Following is what your code sample would look like to set your proxy from Bright Data in a Python request:

import requests  
from bs4 import BeautifulSoup  
import random  
  
# Define parameters provided by Brightdata  
host = 'zproxy.lum-superproxy.io'  
port = 22225  
username = 'username'  
password = 'password'  
session_id = random.random()  
  
# format your proxy  
proxy_url = ('http://{}-session-{}:{}@{}:{}'.format(username, session_id,  
                                                     password, host, port))  
  
# define your proxies in dictionary  
proxies = {'http': proxy_url, 'https': proxy_url}  
  
# Send a GET request to the website  
url = "https://brightdata.com/"  
response = requests.get(url, proxies=proxies)  
  
# Use BeautifulSoup to parse the HTML content of the website  
soup = BeautifulSoup(response.content, "html.parser")  
  
# Find all the links on the website  
links = soup.find_all("a")  
  
# Print all the links  
for link in links:  
    print(link.get("href"))

Here, you import the packages and define the proxy host, port, username, password, and session_id variables. Then you create a proxies dictionary with the http and https keys and the proxy credentials. Finally, you pass the proxies parameter to the requests.get() function to make the HTTP request and collect the links from the URL.

And that’s it! You’ve just made a successful request using Bright Data’s proxy service.

Conclusion

In this article, you learned why you need proxies as well as the different ways you can use them to send a request to a web page using the Requests Python package.

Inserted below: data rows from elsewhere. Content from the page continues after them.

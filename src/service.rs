//! Long-lived host for the step counter.
//!
//! The service owns the counter, the flush schedule and the offset store,
//! and processes start, flush, reset and stop requests one at a time from a
//! single mailbox. Periodic flush triggers only post a request to that
//! mailbox, so every state change happens on the service's own thread.

use crate::config::Config;
use crate::core::{
    compute_interval, EventDispatcher, FlushCallback, FlushScheduler, RelativeCounter,
    StepListener, TimerFacility,
};
use crate::sensor::{SensorDelay, SensorError, StepSample, StepSensor};
use crate::store::OffsetStore;
use crossbeam_channel::{unbounded, Receiver, RecvTimeoutError, Sender};
use std::sync::atomic::{AtomicBool, Ordering};
use std::sync::Arc;
use std::time::Duration;
use tracing::{error, info, warn};

const MAILBOX_POLL: Duration = Duration::from_millis(100);

/// Requests the host maps from its own triggers.
#[derive(Debug, Clone, Copy, PartialEq, Eq)]
pub enum ServiceCommand {
    /// Start or resume; reports the current value
    Start,
    /// Drain the hardware FIFO and persist the current value
    Flush,
    /// Re-anchor the count at zero and persist it
    Reset,
    /// Release the hardware, cancel flushes, persist the current value
    Stop,
}

/// Sensor parameters used by the service.
#[derive(Debug, Clone, Copy, PartialEq, Eq)]
pub struct ServiceConfig {
    pub sensor_delay: SensorDelay,
    pub max_report_latency: Duration,
    pub sample_rate_hint: i32,
}

impl Default for ServiceConfig {
    fn default() -> Self {
        Self::from(&Config::default())
    }
}

impl From<&Config> for ServiceConfig {
    fn from(config: &Config) -> Self {
        Self {
            sensor_delay: config.sensor_delay,
            max_report_latency: config.max_report_latency,
            sample_rate_hint: config.sample_rate_hint,
        }
    }
}

#[derive(Debug, thiserror::Error)]
pub enum ServiceError {
    #[error(transparent)]
    Sensor(#[from] SensorError),

    #[error("step counter service has been stopped")]
    Stopped,
}

pub struct StepCounterService {
    config: ServiceConfig,
    counter: RelativeCounter,
    scheduler: FlushScheduler,
    store: Box<dyn OffsetStore>,
    dispatcher: EventDispatcher,
    commands_tx: Sender<ServiceCommand>,
    commands_rx: Receiver<ServiceCommand>,
    stopped: bool,
}

impl StepCounterService {
    /// Build the service, loading the persisted offset from `store`.
    pub fn new(
        config: ServiceConfig,
        sensor: Box<dyn StepSensor>,
        timer: Arc<dyn TimerFacility>,
        store: Box<dyn OffsetStore>,
        listener: Option<Arc<dyn StepListener>>,
    ) -> Self {
        let offset = match store.load() {
            Ok(offset) => {
                info!(
                    timestamp = offset.timestamp,
                    steps = offset.steps,
                    "Loaded step offset"
                );
                offset
            }
            Err(e) => {
                warn!(error = %e, "Could not load step offset, starting from zero");
                StepSample::ZERO
            }
        };

        let (commands_tx, commands_rx) = unbounded();

        Self {
            config,
            counter: RelativeCounter::new(sensor, offset),
            scheduler: FlushScheduler::new(timer),
            store,
            dispatcher: EventDispatcher::new(listener),
            commands_tx,
            commands_rx,
            stopped: false,
        }
    }

    /// Observe every relative step event this service produces.
    pub fn subscribe(&self) -> Receiver<StepSample> {
        self.dispatcher.subscribe()
    }

    /// Mailbox for requests from other threads.
    pub fn command_sender(&self) -> Sender<ServiceCommand> {
        self.commands_tx.clone()
    }

    pub fn counter(&self) -> &RelativeCounter {
        &self.counter
    }

    pub fn scheduler(&self) -> &FlushScheduler {
        &self.scheduler
    }

    pub fn is_stopped(&self) -> bool {
        self.stopped
    }

    /// Process one request and return the value reported for it.
    ///
    /// A failure to acquire the sensor stops the service for good.
    pub fn handle(&mut self, command: ServiceCommand) -> Result<StepSample, ServiceError> {
        if command == ServiceCommand::Stop {
            self.shutdown();
            return Ok(self.counter.last_seen_relative());
        }
        if self.stopped {
            return Err(ServiceError::Stopped);
        }

        if let Err(e) = self.ensure_started() {
            error!(error = %e, "Step counter unavailable, stopping service");
            self.shutdown();
            return Err(e);
        }

        match command {
            ServiceCommand::Flush => {
                info!("Flushing step counter sensor data");
                self.counter.flush();
                self.persist();
            }
            ServiceCommand::Reset => {
                info!("Resetting step counter relative anchor");
                self.counter.reset();
                self.persist();
            }
            ServiceCommand::Start | ServiceCommand::Stop => {}
        }

        Ok(self.counter.publish_current())
    }

    /// Handle everything already in the mailbox without blocking.
    pub fn process_pending(&mut self) -> usize {
        let mut processed = 0;
        while let Ok(command) = self.commands_rx.try_recv() {
            if let Err(e) = self.handle(command) {
                warn!(?command, error = %e, "Request failed");
            }
            processed += 1;
        }
        processed
    }

    /// Start, then serve the mailbox until `running` clears or a stop
    /// request arrives.
    pub fn run(mut self, running: Arc<AtomicBool>) -> Result<(), ServiceError> {
        self.handle(ServiceCommand::Start)?;

        while running.load(Ordering::SeqCst) && !self.stopped {
            match self.commands_rx.recv_timeout(MAILBOX_POLL) {
                Ok(command) => self.handle(command).map(|_| ())?,
                Err(RecvTimeoutError::Timeout) => {}
                Err(RecvTimeoutError::Disconnected) => break,
            }
        }

        self.shutdown();
        Ok(())
    }

    /// Release the sensor, cancel flushes and persist the current value.
    pub fn shutdown(&mut self) {
        if self.stopped {
            return;
        }

        self.counter.deinitialize();
        self.scheduler.cancel_current();
        self.persist();
        self.stopped = true;
        info!("Step counter service stopped");
    }

    fn ensure_started(&mut self) -> Result<(), ServiceError> {
        if self.counter.is_initialized() {
            return Ok(());
        }

        self.counter.initialize(
            self.config.sensor_delay,
            self.config.max_report_latency,
            self.dispatcher.clone(),
        )?;

        let interval = compute_interval(
            self.counter.fifo_max_event_count(),
            self.config.sample_rate_hint,
        );
        let commands = self.commands_tx.clone();
        let on_fire: FlushCallback = Arc::new(move || {
            let _ = commands.send(ServiceCommand::Flush);
        });
        self.scheduler.schedule(interval, on_fire);
        Ok(())
    }

    fn persist(&self) {
        let current = self.counter.last_seen_relative();
        match self.store.save(current) {
            Ok(()) => info!(
                timestamp = current.timestamp,
                steps = current.steps,
                "Persisted step offset"
            ),
            Err(e) => warn!(error = %e, "Could not persist step offset"),
        }
    }
}

impl Drop for StepCounterService {
    fn drop(&mut self) {
        self.shutdown();
    }
}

With Bright Data’s web platform, you can get reliable proxies for your project that cover any country or city in the world. They offer multiple ways to get the data you need through various types of proxies and tools for web scraping to suit your specific needs.

Whether you’re looking to gather market research data, monitor online reviews, or track competitor pricing, Bright Data has the resources you need to get the job done quickly and efficiently.